BEGIN
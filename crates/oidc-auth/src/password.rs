//! Password hashing.
//!
//! The login flow only needs `verify`; `hash` is used when provisioning
//! users. [`Argon2Hasher`] stores hashes as PHC strings:
//!
//! ```
//! use oidc_auth::password::{Argon2Hasher, PasswordHasher};
//!
//! let hasher = Argon2Hasher::new();
//! let hash = hasher.hash("correct horse").unwrap();
//! assert!(hash.starts_with("$argon2id$"));
//! assert!(hasher.verify(&hash, "correct horse"));
//! ```

use argon2::{
    Argon2,
    password_hash::{
        PasswordHash, PasswordHasher as _, PasswordVerifier, SaltString, rand_core::OsRng,
    },
};

use crate::AuthResult;
use crate::error::AuthError;

/// Opaque password hash/verify primitive.
pub trait PasswordHasher: Send + Sync {
    /// Hashes a plaintext password.
    ///
    /// # Errors
    ///
    /// Returns `Internal` if hashing fails.
    fn hash(&self, plain: &str) -> AuthResult<String>;

    /// Returns `true` if `candidate` matches `hash`.
    ///
    /// A malformed hash never matches.
    fn verify(&self, hash: &str, candidate: &str) -> bool;
}

/// Argon2id with default parameters and a random salt per hash.
#[derive(Debug, Default, Clone, Copy)]
pub struct Argon2Hasher;

impl Argon2Hasher {
    #[must_use]
    pub fn new() -> Self {
        Self
    }
}

impl PasswordHasher for Argon2Hasher {
    fn hash(&self, plain: &str) -> AuthResult<String> {
        let salt = SaltString::generate(&mut OsRng);
        Argon2::default()
            .hash_password(plain.as_bytes(), &salt)
            .map(|hash| hash.to_string())
            .map_err(|e| AuthError::internal(format!("Password hashing failed: {}", e)))
    }

    fn verify(&self, hash: &str, candidate: &str) -> bool {
        let Ok(parsed) = PasswordHash::new(hash) else {
            tracing::warn!("Stored password hash is not a valid PHC string");
            return false;
        };
        Argon2::default()
            .verify_password(candidate.as_bytes(), &parsed)
            .is_ok()
    }
}

#[cfg(test)]
mod tests {
    use super::*;

    #[test]
    fn test_hash_and_verify() {
        let hasher = Argon2Hasher::new();
        let hash = hasher.hash("s3cret").unwrap();
        assert!(hash.starts_with("$argon2id$"));
        assert!(hasher.verify(&hash, "s3cret"));
        assert!(!hasher.verify(&hash, "s3cre"));
    }

    #[test]
    fn test_salts_differ() {
        let hasher = Argon2Hasher::new();
        let h1 = hasher.hash("same").unwrap();
        let h2 = hasher.hash("same").unwrap();
        assert_ne!(h1, h2);
        assert!(hasher.verify(&h1, "same"));
        assert!(hasher.verify(&h2, "same"));
    }

    #[test]
    fn test_malformed_hash_never_matches() {
        let hasher = Argon2Hasher::new();
        assert!(!hasher.verify("not-a-hash", "anything"));
        assert!(!hasher.verify("", ""));
    }
}
//! Token minting, signing and ID token validation.

pub mod jwt;
pub mod service;
pub mod validation;

pub use jwt::{
    AccessTokenClaims, Audience, IdTokenClaims, JwtError, JwtSigner, RefreshTokenClaims,
    SigningAlgorithm, TokenSigner,
};
pub use service::{TokenConfig, TokenService};
pub use validation::{ExpectedClaims, IdTokenError, IdTokenValidator};
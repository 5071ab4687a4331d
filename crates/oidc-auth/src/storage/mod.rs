//! Stores and repositories.
//!
//! - [`ClientRepository`] / [`UserRepository`]: lookup contracts with
//!   in-memory implementations
//! - [`CodeStore`]: single-use authorization codes
//! - [`SessionStore`]: login sessions, swept by [`Sweeper`]
//! - [`LoginThrottle`]: failed-login lockout
//!
//! Every store guards its map with one `parking_lot::RwLock` and never calls
//! out (signing, hashing, repositories) while holding it.

pub mod attempt;
pub mod client;
pub mod code;
pub mod session;
pub mod sweeper;
pub mod user;

pub use attempt::{LoginAttempt, LoginThrottle};
pub use client::{ClientRepository, InMemoryClientDirectory};
pub use code::{AuthorizationCode, CodeGrant, CodeStore};
pub use session::{Session, SessionStore};
pub use sweeper::Sweeper;
pub use user::{
    Address, EmailClaims, InMemoryUserDirectory, PhoneClaims, ProfileClaims, User, UserRepository,
};

/// Converts a configured duration to a `time` duration, saturating.
pub(crate) fn to_time_duration(duration: std::time::Duration) -> time::Duration {
    time::Duration::try_from(duration).unwrap_or(time::Duration::MAX)
}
END
▶ [TASK TO COMPLETE]:
The response should consist of the entries, retyped exactly and in full.

▶ [EXPECTED ANSWER]:
filename crates/oidc-auth/src/password.rs
//! Password hashing.
//!
//! The login flow only needs `verify`; `hash` is used when provisioning
//! users. [`Argon2Hasher`] stores hashes as PHC strings:
//!
//! ```
//! use oidc_auth::password::{Argon2Hasher, PasswordHasher};
//!
//! let hasher = Argon2Hasher::new();
//! let hash = hasher.hash("correct horse").unwrap();
//! assert!(hash.starts_with("$argon2id$"));
//! assert!(hasher.verify(&hash, "correct horse"));
//! ```

use argon2::{
    Argon2,
    password_hash::{
        PasswordHash, PasswordHasher as _, PasswordVerifier, SaltString, rand_core::OsRng,
    },
};

use crate::AuthResult;
use crate::error::AuthError;

/// Opaque password hash/verify primitive.
pub trait PasswordHasher: Send + Sync {
    /// Hashes a plaintext password.
    ///
    /// # Errors
    ///
    /// Returns `Internal` if hashing fails.
    fn hash(&self, plain: &str) -> AuthResult<String>;

    /// Returns `true` if `candidate` matches `hash`.
    ///
    /// A malformed hash never matches.
    fn verify(&self, hash: &str, candidate: &str) -> bool;
}

/// Argon2id with default parameters and a random salt per hash.
#[derive(Debug, Default, Clone, Copy)]
pub struct Argon2Hasher;

impl Argon2Hasher {
    #[must_use]
    pub fn new() -> Self {
        Self
    }
}

impl PasswordHasher for Argon2Hasher {
    fn hash(&self, plain: &str) -> AuthResult<String> {
        let salt = SaltString::generate(&mut OsRng);
        Argon2::default()
            .hash_password(plain.as_bytes(), &salt)
            .map(|hash| hash.to_string())
            .map_err(|e| AuthError::internal(format!("Password hashing failed: {}", e)))
    }

    fn verify(&self, hash: &str, candidate: &str) -> bool {
        let Ok(parsed) = PasswordHash::new(hash) else {
            tracing::warn!("Stored password hash is not a valid PHC string");
            return false;
        };
        Argon2::default()
            .verify_password(candidate.as_bytes(), &parsed)
            .is_ok()
    }
}

#[cfg(test)]
mod tests {
    use super::*;

    #[test]
    fn test_hash_and_verify() {
        let hasher = Argon2Hasher::new();
        let hash = hasher.hash("s3cret").unwrap();
        assert!(hash.starts_with("$argon2id$"));
        assert!(hasher.verify(&hash, "s3cret"));
        assert!(!hasher.verify(&hash, "s3cre"));
    }

    #[test]
    fn test_salts_differ() {
        let hasher = Argon2Hasher::new();
        let h1 = hasher.hash("same").unwrap();
        let h2 = hasher.hash("same").unwrap();
        assert_ne!(h1, h2);
        assert!(hasher.verify(&h1, "same"));
        assert!(hasher.verify(&h2, "same"));
    }

    #[test]
    fn test_malformed_hash_never_matches() {
        let hasher = Argon2Hasher::new();
        assert!(!hasher.verify("not-a-hash", "anything"));
        assert!(!hasher.verify("", ""));
    }
}
//! Token minting, signing and ID token validation.

pub mod jwt;
pub mod service;
pub mod validation;

pub use jwt::{
    AccessTokenClaims, Audience, IdTokenClaims, JwtError, JwtSigner, RefreshTokenClaims,
    SigningAlgorithm, TokenSigner,
};
pub use service::{TokenConfig, TokenService};
pub use validation::{ExpectedClaims, IdTokenError, IdTokenValidator};
repository 5071ab4687a4331d
filename crates/oidc-auth/src/storage/mod.rs
//! Stores and repositories.
//!
//! - [`ClientRepository`] / [`UserRepository`]: lookup contracts with
//!   in-memory implementations
//! - [`CodeStore`]: single-use authorization codes
//! - [`SessionStore`]: login sessions, swept by [`Sweeper`]
//! - [`LoginThrottle`]: failed-login lockout
//!
//! Every store guards its map with one `parking_lot::RwLock` and never calls
//! out (signing, hashing, repositories) while holding it.

pub mod attempt;
pub mod client;
pub mod code;
pub mod session;
pub mod sweeper;
pub mod user;

pub use attempt::{LoginAttempt, LoginThrottle};
pub use client::{ClientRepository, InMemoryClientDirectory};
pub use code::{AuthorizationCode, CodeGrant, CodeStore};
pub use session::{Session, SessionStore};
pub use sweeper::Sweeper;
pub use user::{
    Address, EmailClaims, InMemoryUserDirectory, PhoneClaims, ProfileClaims, User, UserRepository,
};

/// Converts a configured duration to a `time` duration, saturating.
pub(crate) fn to_time_duration(duration: std::time::Duration) -> time::Duration {
    time::Duration::try_from(duration).unwrap_or(time::Duration::MAX)
}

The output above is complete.